__About this task__.
Every entry here should be copied exactly.

__Saved data entries__.
>>>

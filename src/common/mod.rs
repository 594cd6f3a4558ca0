//
// Copyright 2019-2021 Signal Messenger, LLC
// SPDX-License-Identifier: AGPL-3.0-only
//

//! Common types used throughout the library.

use std::fmt;
use std::sync::atomic::{AtomicU64, Ordering};
use std::time::{Duration, SystemTime};

/// Common Result type, using `anyhow::Error` for Error.
pub type Result<T> = std::result::Result<T, anyhow::Error>;

/// Opaque room identifier provided by the messaging substrate.
pub type RoomId = String;

/// How long an outbound invite stays valid before the caller gives up.
/// Also the base lifetime advertised in the invite payload.
pub const CALL_TIMEOUT: Duration = Duration::from_millis(60_000);

static CALL_ID_SEQUENCE: AtomicU64 = AtomicU64::new(0);

/// Unique call identification string.
///
/// Minted identifiers sort roughly by creation time and cannot collide
/// within a client session.
#[derive(Clone, Debug, PartialEq, Eq, Hash)]
pub struct CallId {
    id: String,
}

impl CallId {
    pub fn new(id: impl Into<String>) -> Self {
        Self { id: id.into() }
    }

    /// Mint a fresh identifier: "c" + unix-millis + session sequence number.
    pub fn mint() -> Self {
        let millis = SystemTime::now()
            .duration_since(SystemTime::UNIX_EPOCH)
            .map(|d| d.as_millis())
            .unwrap_or(0);
        let seq = CALL_ID_SEQUENCE.fetch_add(1, Ordering::Relaxed);
        Self::new(format!("c{}{}", millis, seq))
    }

    pub fn as_str(&self) -> &str {
        &self.id
    }
}

impl fmt::Display for CallId {
    fn fmt(&self, f: &mut fmt::Formatter) -> fmt::Result {
        write!(f, "{}", self.id)
    }
}

impl From<String> for CallId {
    fn from(item: String) -> Self {
        CallId::new(item)
    }
}

impl From<&str> for CallId {
    fn from(item: &str) -> Self {
        CallId::new(item)
    }
}

/// Tracks the state of a call.
///
/// The outbound path runs Fledgling -> WaitLocalMedia -> CreateOffer ->
/// InviteSent -> Connecting -> Connected -> Ended. The inbound path runs
/// Fledgling -> Ringing -> WaitLocalMedia -> CreateAnswer -> Connecting
/// -> Connected -> Ended. `Ended` is absorbing.
#[derive(Clone, Copy, Debug, PartialEq, Eq)]
pub enum CallState {
    /// Freshly constructed, nothing has happened yet.
    Fledgling,

    /// Waiting for local media capture to complete.
    WaitLocalMedia,

    /// Outbound only: the offer is being created and published.
    CreateOffer,

    /// Inbound only: the answer is being created and published.
    CreateAnswer,

    /// Inbound only: a remote offer has been applied, awaiting answer().
    Ringing,

    /// Outbound only: the invite has been published, awaiting an answer.
    InviteSent,

    /// Descriptions are exchanged; ICE is probing connectivity.
    Connecting,

    /// ICE reached connected/completed; media should be flowing.
    Connected,

    /// The call is over. Terminal.
    Ended,
}

impl CallState {
    pub fn is_terminal(self) -> bool {
        self == CallState::Ended
    }
}

impl fmt::Display for CallState {
    fn fmt(&self, f: &mut fmt::Formatter) -> fmt::Result {
        let display = match self {
            CallState::Fledgling => "fledgling",
            CallState::WaitLocalMedia => "wait_local_media",
            CallState::CreateOffer => "create_offer",
            CallState::CreateAnswer => "create_answer",
            CallState::Ringing => "ringing",
            CallState::InviteSent => "invite_sent",
            CallState::Connecting => "connecting",
            CallState::Connected => "connected",
            CallState::Ended => "ended",
        };
        write!(f, "{}", display)
    }
}

/// The call direction. Unset is modeled as `Option::None` on the call.
#[derive(Clone, Copy, Debug, PartialEq, Eq)]
pub enum CallDirection {
    /// Incoming call.
    Incoming,

    /// Outgoing call.
    Outgoing,
}

impl fmt::Display for CallDirection {
    fn fmt(&self, f: &mut fmt::Formatter) -> fmt::Result {
        write!(f, "{:?}", self)
    }
}

/// Type of media for a call, settled once tracks are known.
#[derive(Clone, Copy, Debug, PartialEq, Eq)]
pub enum CallMediaType {
    /// Audio only.
    Audio,

    /// Audio and video.
    Video,
}

impl fmt::Display for CallMediaType {
    fn fmt(&self, f: &mut fmt::Formatter) -> fmt::Result {
        write!(f, "{:?}", self)
    }
}

/// Which side ended the call.
#[derive(Clone, Copy, Debug, PartialEq, Eq)]
pub enum HangupParty {
    Local,
    Remote,
}

impl fmt::Display for HangupParty {
    fn fmt(&self, f: &mut fmt::Formatter) -> fmt::Result {
        write!(f, "{:?}", self)
    }
}

/// Hangup reasons recorded by the core itself. Applications may supply
/// any other short string through `hangup(reason)`.
pub mod reason {
    /// The invite expired before the remote side answered.
    pub const INVITE_TIMEOUT: &str = "invite_timeout";

    /// ICE connectivity establishment failed.
    pub const ICE_FAILED: &str = "ice_failed";

    /// Another device of ours answered the call.
    pub const ANSWERED_ELSEWHERE: &str = "answered_elsewhere";

    /// Local media capture was denied or unavailable.
    pub const USER_MEDIA_FAILED: &str = "user_media_failed";

    /// The remote media stream went away.
    pub const REMOTE_STREAM_ENDED: &str = "remote_stream_ended";

    /// The call was replaced during glare resolution.
    pub const REPLACED: &str = "replaced";

    /// Plain user-initiated hangup.
    pub const USER_HANGUP: &str = "user_hangup";
}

<<<

__Solution for this task__.
filename src/common/mod.rs
repository 594cd6f3a4558ca0
//
// Copyright 2019-2021 Signal Messenger, LLC
// SPDX-License-Identifier: AGPL-3.0-only
//

//! Common types used throughout the library.

use std::fmt;
use std::sync::atomic::{AtomicU64, Ordering};
use std::time::{Duration, SystemTime};

/// Common Result type, using `anyhow::Error` for Error.
pub type Result<T> = std::result::Result<T, anyhow::Error>;

/// Opaque room identifier provided by the messaging substrate.
pub type RoomId = String;

/// How long an outbound invite stays valid before the caller gives up.
/// Also the base lifetime advertised in the invite payload.
pub const CALL_TIMEOUT: Duration = Duration::from_millis(60_000);

static CALL_ID_SEQUENCE: AtomicU64 = AtomicU64::new(0);

/// Unique call identification string.
///
/// Minted identifiers sort roughly by creation time and cannot collide
/// within a client session.
#[derive(Clone, Debug, PartialEq, Eq, Hash)]
pub struct CallId {
    id: String,
}

impl CallId {
    pub fn new(id: impl Into<String>) -> Self {
        Self { id: id.into() }
    }

    /// Mint a fresh identifier: "c" + unix-millis + session sequence number.
    pub fn mint() -> Self {
        let millis = SystemTime::now()
            .duration_since(SystemTime::UNIX_EPOCH)
            .map(|d| d.as_millis())
            .unwrap_or(0);
        let seq = CALL_ID_SEQUENCE.fetch_add(1, Ordering::Relaxed);
        Self::new(format!("c{}{}", millis, seq))
    }

    pub fn as_str(&self) -> &str {
        &self.id
    }
}

impl fmt::Display for CallId {
    fn fmt(&self, f: &mut fmt::Formatter) -> fmt::Result {
        write!(f, "{}", self.id)
    }
}

impl From<String> for CallId {
    fn from(item: String) -> Self {
        CallId::new(item)
    }
}

impl From<&str> for CallId {
    fn from(item: &str) -> Self {
        CallId::new(item)
    }
}

/// Tracks the state of a call.
///
/// The outbound path runs Fledgling -> WaitLocalMedia -> CreateOffer ->
/// InviteSent -> Connecting -> Connected -> Ended. The inbound path runs
/// Fledgling -> Ringing -> WaitLocalMedia -> CreateAnswer -> Connecting
/// -> Connected -> Ended. `Ended` is absorbing.
#[derive(Clone, Copy, Debug, PartialEq, Eq)]
pub enum CallState {
    /// Freshly constructed, nothing has happened yet.
    Fledgling,

    /// Waiting for local media capture to complete.
    WaitLocalMedia,

    /// Outbound only: the offer is being created and published.
    CreateOffer,

    /// Inbound only: the answer is being created and published.
    CreateAnswer,

    /// Inbound only: a remote offer has been applied, awaiting answer().
    Ringing,

    /// Outbound only: the invite has been published, awaiting an answer.
    InviteSent,

    /// Descriptions are exchanged; ICE is probing connectivity.
    Connecting,

    /// ICE reached connected/completed; media should be flowing.
    Connected,

    /// The call is over. Terminal.
    Ended,
}

impl CallState {
    pub fn is_terminal(self) -> bool {
        self == CallState::Ended
    }
}

impl fmt::Display for CallState {
    fn fmt(&self, f: &mut fmt::Formatter) -> fmt::Result {
        let display = match self {
            CallState::Fledgling => "fledgling",
            CallState::WaitLocalMedia => "wait_local_media",
            CallState::CreateOffer => "create_offer",
            CallState::CreateAnswer => "create_answer",
            CallState::Ringing => "ringing",
            CallState::InviteSent => "invite_sent",
            CallState::Connecting => "connecting",
            CallState::Connected => "connected",
            CallState::Ended => "ended",
        };
        write!(f, "{}", display)
    }
}

/// The call direction. Unset is modeled as `Option::None` on the call.
#[derive(Clone, Copy, Debug, PartialEq, Eq)]
pub enum CallDirection {
    /// Incoming call.
    Incoming,

    /// Outgoing call.
    Outgoing,
}

impl fmt::Display for CallDirection {
    fn fmt(&self, f: &mut fmt::Formatter) -> fmt::Result {
        write!(f, "{:?}", self)
    }
}

/// Type of media for a call, settled once tracks are known.
#[derive(Clone, Copy, Debug, PartialEq, Eq)]
pub enum CallMediaType {
    /// Audio only.
    Audio,

    /// Audio and video.
    Video,
}

impl fmt::Display for CallMediaType {
    fn fmt(&self, f: &mut fmt::Formatter) -> fmt::Result {
        write!(f, "{:?}", self)
    }
}

/// Which side ended the call.
#[derive(Clone, Copy, Debug, PartialEq, Eq)]
pub enum HangupParty {
    Local,
    Remote,
}

impl fmt::Display for HangupParty {
    fn fmt(&self, f: &mut fmt::Formatter) -> fmt::Result {
        write!(f, "{:?}", self)
    }
}

/// Hangup reasons recorded by the core itself. Applications may supply
/// any other short string through `hangup(reason)`.
pub mod reason {
    /// The invite expired before the remote side answered.
    pub const INVITE_TIMEOUT: &str = "invite_timeout";

    /// ICE connectivity establishment failed.
    pub const ICE_FAILED: &str = "ice_failed";

    /// Another device of ours answered the call.
    pub const ANSWERED_ELSEWHERE: &str = "answered_elsewhere";

    /// Local media capture was denied or unavailable.
    pub const USER_MEDIA_FAILED: &str = "user_media_failed";

    /// The remote media stream went away.
    pub const REMOTE_STREAM_ENDED: &str = "remote_stream_ended";

    /// The call was replaced during glare resolution.
    pub const REPLACED: &str = "replaced";

    /// Plain user-initiated hangup.
    pub const USER_HANGUP: &str = "user_hangup";
}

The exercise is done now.